Of the Rs27.583 billion, the Sindh government pledged to share Rs4.137 billion, which was 15 per cent of the total cost. The private partner or concessionaire's share was Rs5.517 billion or 20 per cent, and the commercial loan to be borrowed from a group of banks was Rs17.929 billion, which was 65 per cent of the cost.

The private partner referred to as concessionaire or sponsor is the consortium of three construction firms which has been registered as a company, Malir Expressway Pvt Ltd, whose office is on Karsaz Road. The concessionaire agreement was reportedly signed in April 2020. The commercial loans from a group of banks was sought to finance the remaining funding requirement since the Sindh government and private partner's resources were not sufficient for such a cost-intensive project.

As the provincial government could not easily manage the amount it had pledged for the project, it asked the ADB to finance it, which is referred to as the Viability Gap Fund (VGF) in the public-private partnership terminology. The VGFs are always used for the public financing part of such partnerships.

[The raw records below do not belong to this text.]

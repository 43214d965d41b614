//! Velora Storefront - public shopping API.
//!
//! This binary serves the storefront JSON API on port 3000.
//!
//! # Architecture
//!
//! - Axum web framework, JSON in and out, SSE for shopper notifications
//! - `PostgreSQL` via the shared table client
//! - Anonymous shoppers identified by a `tower-sessions` cookie
//! - Site settings cached in-process with `moka`
//!
//! # Security
//!
//! This binary has no admin token and no SMTP access. Admin-only writes
//! and emails live in the admin binary.

#![cfg_attr(not(test), forbid(unsafe_code))]

use std::net::SocketAddr;

use axum::extract::State;
use axum::http::StatusCode;
use axum::{Router, routing::get};
use tower_http::trace::{DefaultOnResponse, OnResponse, TraceLayer};
use tracing::Span;

use sentry::integrations::tracing as sentry_tracing;
use tracing_subscriber::{layer::SubscriberExt, util::SubscriberInitExt};
use velora_storefront::config::StorefrontConfig;
use velora_storefront::middleware::{
    create_session_layer, request_id_middleware, security_headers_middleware,
    spawn_session_cleanup,
};
use velora_storefront::state::AppState;
use velora_storefront::{db, routes};

/// Initialize Sentry error tracking and return guard that must be kept alive.
fn init_sentry(config: &StorefrontConfig) -> Option<sentry::ClientInitGuard> {
    let dsn = config.sentry_dsn.as_ref()?;

    let guard = sentry::init((
        dsn.as_str(),
        sentry::ClientOptions {
            release: sentry::release_name!(),
            environment: config
                .sentry_environment
                .clone()
                .map(std::borrow::Cow::Owned),
            sample_rate: config.sentry_sample_rate,
            traces_sample_rate: config.sentry_traces_sample_rate,
            attach_stacktrace: true,
            ..Default::default()
        },
    ));

    tracing::info!("Sentry initialized");
    Some(guard)
}

/// Filter tracing events to Sentry event types.
fn sentry_event_filter(metadata: &tracing::Metadata<'_>) -> sentry_tracing::EventFilter {
    match *metadata.level() {
        tracing::Level::ERROR | tracing::Level::WARN => sentry_tracing::EventFilter::Event,
        tracing::Level::INFO | tracing::Level::DEBUG => sentry_tracing::EventFilter::Breadcrumb,
        _ => sentry_tracing::EventFilter::Ignore,
    }
}

#[tokio::main]
async fn main() {
    let config = StorefrontConfig::from_env().expect("Failed to load configuration");

    // Sentry must be initialized before the tracing subscriber
    let _sentry_guard = init_sentry(&config);

    let env_filter = tracing_subscriber::EnvFilter::try_from_default_env()
        .unwrap_or_else(|_| "velora_storefront=info,tower_http=debug".into());

    let is_json = std::env::var("LOG_FORMAT").is_ok_and(|f| f.eq_ignore_ascii_case("json"));
    let json_layer = is_json.then(|| tracing_subscriber::fmt::layer().json().flatten_event(true));
    let text_layer = (!is_json).then(tracing_subscriber::fmt::layer);

    tracing_subscriber::registry()
        .with(env_filter)
        .with(json_layer)
        .with(text_layer)
        .with(sentry_tracing::layer().event_filter(sentry_event_filter))
        .init();

    let pool = db::create_pool(&config.database_url)
        .await
        .expect("Failed to create database pool");
    tracing::info!("Database pool created");

    // NOTE: Migrations are NOT run automatically on startup.
    // Run them explicitly via: cargo run -p velora-cli -- migrate

    spawn_session_cleanup(pool.clone());
    let session_layer = create_session_layer(&pool, &config);
    let state = AppState::new(config.clone(), pool);

    let app = Router::new()
        .route("/health", get(health))
        .route("/health/ready", get(readiness))
        .merge(routes::routes())
        .layer(session_layer)
        .layer(axum::middleware::from_fn(security_headers_middleware))
        .layer(axum::middleware::from_fn(request_id_middleware))
        .layer(
            TraceLayer::new_for_http()
                .make_span_with(|request: &axum::http::Request<_>| {
                    tracing::info_span!(
                        "http_request",
                        method = %request.method(),
                        uri = %request.uri(),
                        request_id = tracing::field::Empty,
                        status = tracing::field::Empty,
                        latency_ms = tracing::field::Empty,
                    )
                })
                .on_response(
                    |response: &axum::http::Response<_>,
                     latency: std::time::Duration,
                     span: &Span| {
                        span.record("status", response.status().as_u16());
                        span.record(
                            "latency_ms",
                            u64::try_from(latency.as_millis()).unwrap_or(u64::MAX),
                        );
                        DefaultOnResponse::default().on_response(response, latency, span);
                    },
                ),
        )
        .with_state(state)
        // Sentry layers (outermost for full request coverage)
        .layer(sentry_tower::NewSentryLayer::new_from_top())
        .layer(sentry_tower::SentryHttpLayer::new().enable_transaction());

    let addr = config.socket_addr();
    tracing::info!("storefront listening on http://{}", addr);

    let listener = tokio::net::TcpListener::bind(addr)
        .await
        .expect("Failed to bind to address");

    // Peer addresses back the rate limiter when no proxy header is present
    axum::serve(
        listener,
        app.into_make_service_with_connect_info::<SocketAddr>(),
    )
    .with_graceful_shutdown(shutdown_signal())
    .await
    .expect("Server error");
}

/// Liveness health check endpoint.
async fn health() -> &'static str {
    "ok"
}

/// Readiness health check endpoint.
///
/// Returns 503 Service Unavailable if the database is not reachable.
async fn readiness(State(state): State<AppState>) -> StatusCode {
    match sqlx::query("SELECT 1").fetch_one(state.pool()).await {
        Ok(_) => StatusCode::OK,
        Err(_) => StatusCode::SERVICE_UNAVAILABLE,
    }
}

/// Wait for shutdown signal (Ctrl+C or SIGTERM).
async fn shutdown_signal() {
    let ctrl_c = async {
        tokio::signal::ctrl_c()
            .await
            .expect("Failed to install Ctrl+C handler");
    };

    #[cfg(unix)]
    let terminate = async {
        tokio::signal::unix::signal(tokio::signal::unix::SignalKind::terminate())
            .expect("Failed to install signal handler")
            .recv()
            .await;
    };

    #[cfg(not(unix))]
    let terminate = std::future::pending::<()>();

    tokio::select! {
        () = ctrl_c => {},
        () = terminate => {},
    }

    tracing::info!("Shutdown signal received, starting graceful shutdown");
}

Basically, the ADB considered paying Rs4.137 billion under its umbrella project supporting public-private partnership investments in Sindh, of which one sub-project was the Malir Expressway. The provincial government was never in the position to fund even the Rs4.137 billion requirement through its annual development plan even prior to the Covid-19 economic slowdown and the floods of 2022.

Meanwhile, the newly elected mayor of Karachi, Murtaza Wahab, tried to dispel the impression that the Malir Expressway was no longer financially viable by stating that it was not to be financed by the ADB in the first place.

To Wahab’s claim, Abira responded that if the project was not supposed to be financed by the ADB, why the project’s EIA report was present on its website and their case against the project was admitted by the donor agency.